What you need to do: Copy the records below exactly as they are written.

---*---

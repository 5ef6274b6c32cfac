use serde::{Deserialize, Serialize};
use std::fs;
use std::path::Path;

#[derive(Debug, Clone, Serialize, Deserialize)]
pub struct ServerConfig {
    #[serde(default = "default_host")]
    pub host: String,
    #[serde(default = "default_port")]
    pub port: u16,
    #[serde(default)]
    pub debug: bool,
}

fn default_host() -> String {
    "0.0.0.0".to_string()
}

fn default_port() -> u16 {
    8000
}

impl Default for ServerConfig {
    fn default() -> Self {
        Self {
            host: default_host(),
            port: default_port(),
            debug: false,
        }
    }
}

#[derive(Debug, Clone, Serialize, Deserialize)]
pub struct SecurityConfig {
    #[serde(default = "default_secret_key")]
    pub secret_key: String,
    #[serde(default = "default_algorithm")]
    pub algorithm: String,
    #[serde(default = "default_access_token_expire_minutes")]
    pub access_token_expire_minutes: i64,
    #[serde(default = "default_refresh_token_expire_days")]
    pub refresh_token_expire_days: i64,
}

fn default_secret_key() -> String {
    "change-me-in-production-use-openssl-rand-hex-32".to_string()
}

fn default_algorithm() -> String {
    "HS256".to_string()
}

fn default_access_token_expire_minutes() -> i64 {
    30
}

fn default_refresh_token_expire_days() -> i64 {
    7
}

impl Default for SecurityConfig {
    fn default() -> Self {
        Self {
            secret_key: default_secret_key(),
            algorithm: default_algorithm(),
            access_token_expire_minutes: default_access_token_expire_minutes(),
            refresh_token_expire_days: default_refresh_token_expire_days(),
        }
    }
}

#[derive(Debug, Clone, Serialize, Deserialize)]
pub struct GeocodingConfig {
    #[serde(default = "default_geo_enabled")]
    pub enabled: bool,
    #[serde(default = "default_base_url")]
    pub base_url: String,
    #[serde(default = "default_user_agent")]
    pub user_agent: String,
    #[serde(default = "default_timeout_seconds")]
    pub timeout_seconds: u64,
}

fn default_geo_enabled() -> bool {
    true
}

fn default_base_url() -> String {
    "https://nominatim.openstreetmap.org/search".to_string()
}

fn default_user_agent() -> String {
    "NowOrNever/1.0 (self-hosted)".to_string()
}

fn default_timeout_seconds() -> u64 {
    10
}

impl Default for GeocodingConfig {
    fn default() -> Self {
        Self {
            enabled: default_geo_enabled(),
            base_url: default_base_url(),
            user_agent: default_user_agent(),
            timeout_seconds: default_timeout_seconds(),
        }
    }
}

#[derive(Debug, Clone, Serialize, Deserialize, Default)]
pub struct Config {
    #[serde(default)]
    pub server: ServerConfig,
    #[serde(default)]
    pub security: SecurityConfig,
    #[serde(default)]
    pub geocoding: GeocodingConfig,
}

pub fn load_config(config_path: &Path) -> Config {
    if !config_path.exists() {
        return Config::default();
    }

    match fs::read_to_string(config_path) {
        Ok(content) => serde_yaml::from_str(&content).unwrap_or_default(),
        Err(_) => Config::default(),
    }
}

pub fn save_default_config(config_path: &Path) -> std::io::Result<()> {
    if let Some(parent) = config_path.parent() {
        fs::create_dir_all(parent)?;
    }

    let config = Config::default();
    let yaml = serde_yaml::to_string(&config).map_err(|e| std::io::Error::other(e.to_string()))?;
    fs::write(config_path, yaml)
}

#[cfg(test)]
mod tests {
    use super::*;

    #[test]
    fn test_missing_file_falls_back_to_defaults() {
        let config = load_config(Path::new("/nonexistent/config.yaml"));
        assert_eq!(config.server.port, 8000);
        assert_eq!(config.security.access_token_expire_minutes, 30);
        assert!(config.geocoding.enabled);
    }

    #[test]
    fn test_partial_config_fills_defaults() {
        let config: Config = serde_yaml::from_str("server:\n  port: 9000\n").unwrap();
        assert_eq!(config.server.port, 9000);
        assert_eq!(config.server.host, "0.0.0.0");
        assert_eq!(config.security.refresh_token_expire_days, 7);
    }

    #[test]
    fn test_save_and_reload_round_trip() {
        let dir = tempfile::tempdir().unwrap();
        let path = dir.path().join("config.yaml");

        save_default_config(&path).expect("Failed to save default config");
        let config = load_config(&path);

        assert_eq!(config.server.port, ServerConfig::default().port);
        assert_eq!(config.security.secret_key, SecurityConfig::default().secret_key);
    }
}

---*---

Solution to this problem:
repository 5ef6274b6c32cfac
use serde::{Deserialize, Serialize};
use std::fs;
use std::path::Path;

#[derive(Debug, Clone, Serialize, Deserialize)]
pub struct ServerConfig {
    #[serde(default = "default_host")]
    pub host: String,
    #[serde(default = "default_port")]
    pub port: u16,
    #[serde(default)]
    pub debug: bool,
}

fn default_host() -> String {
    "0.0.0.0".to_string()
}

fn default_port() -> u16 {
    8000
}

impl Default for ServerConfig {
    fn default() -> Self {
        Self {
            host: default_host(),
            port: default_port(),
            debug: false,
        }
    }
}

#[derive(Debug, Clone, Serialize, Deserialize)]
pub struct SecurityConfig {
    #[serde(default = "default_secret_key")]
    pub secret_key: String,
    #[serde(default = "default_algorithm")]
    pub algorithm: String,
    #[serde(default = "default_access_token_expire_minutes")]
    pub access_token_expire_minutes: i64,
    #[serde(default = "default_refresh_token_expire_days")]
    pub refresh_token_expire_days: i64,
}

fn default_secret_key() -> String {
    "change-me-in-production-use-openssl-rand-hex-32".to_string()
}

fn default_algorithm() -> String {
    "HS256".to_string()
}

fn default_access_token_expire_minutes() -> i64 {
    30
}

fn default_refresh_token_expire_days() -> i64 {
    7
}

impl Default for SecurityConfig {
    fn default() -> Self {
        Self {
            secret_key: default_secret_key(),
            algorithm: default_algorithm(),
            access_token_expire_minutes: default_access_token_expire_minutes(),
            refresh_token_expire_days: default_refresh_token_expire_days(),
        }
    }
}

#[derive(Debug, Clone, Serialize, Deserialize)]
pub struct GeocodingConfig {
    #[serde(default = "default_geo_enabled")]
    pub enabled: bool,
    #[serde(default = "default_base_url")]
    pub base_url: String,
    #[serde(default = "default_user_agent")]
    pub user_agent: String,
    #[serde(default = "default_timeout_seconds")]
    pub timeout_seconds: u64,
}

fn default_geo_enabled() -> bool {
    true
}

fn default_base_url() -> String {
    "https://nominatim.openstreetmap.org/search".to_string()
}

fn default_user_agent() -> String {
    "NowOrNever/1.0 (self-hosted)".to_string()
}

fn default_timeout_seconds() -> u64 {
    10
}

impl Default for GeocodingConfig {
    fn default() -> Self {
        Self {
            enabled: default_geo_enabled(),
            base_url: default_base_url(),
            user_agent: default_user_agent(),
            timeout_seconds: default_timeout_seconds(),
        }
    }
}

#[derive(Debug, Clone, Serialize, Deserialize, Default)]
pub struct Config {
    #[serde(default)]
    pub server: ServerConfig,
    #[serde(default)]
    pub security: SecurityConfig,
    #[serde(default)]
    pub geocoding: GeocodingConfig,
}

pub fn load_config(config_path: &Path) -> Config {
    if !config_path.exists() {
        return Config::default();
    }

    match fs::read_to_string(config_path) {
        Ok(content) => serde_yaml::from_str(&content).unwrap_or_default(),
        Err(_) => Config::default(),
    }
}

pub fn save_default_config(config_path: &Path) -> std::io::Result<()> {
    if let Some(parent) = config_path.parent() {
        fs::create_dir_all(parent)?;
    }

    let config = Config::default();
    let yaml = serde_yaml::to_string(&config).map_err(|e| std::io::Error::other(e.to_string()))?;
    fs::write(config_path, yaml)
}

#[cfg(test)]
mod tests {
    use super::*;

    #[test]
    fn test_missing_file_falls_back_to_defaults() {
        let config = load_config(Path::new("/nonexistent/config.yaml"));
        assert_eq!(config.server.port, 8000);
        assert_eq!(config.security.access_token_expire_minutes, 30);
        assert!(config.geocoding.enabled);
    }

    #[test]
    fn test_partial_config_fills_defaults() {
        let config: Config = serde_yaml::from_str("server:\n  port: 9000\n").unwrap();
        assert_eq!(config.server.port, 9000);
        assert_eq!(config.server.host, "0.0.0.0");
        assert_eq!(config.security.refresh_token_expire_days, 7);
    }

    #[test]
    fn test_save_and_reload_round_trip() {
        let dir = tempfile::tempdir().unwrap();
        let path = dir.path().join("config.yaml");

        save_default_config(&path).expect("Failed to save default config");
        let config = load_config(&path);

        assert_eq!(config.server.port, ServerConfig::default().port);
        assert_eq!(config.security.secret_key, SecurityConfig::default().secret_key);
    }
}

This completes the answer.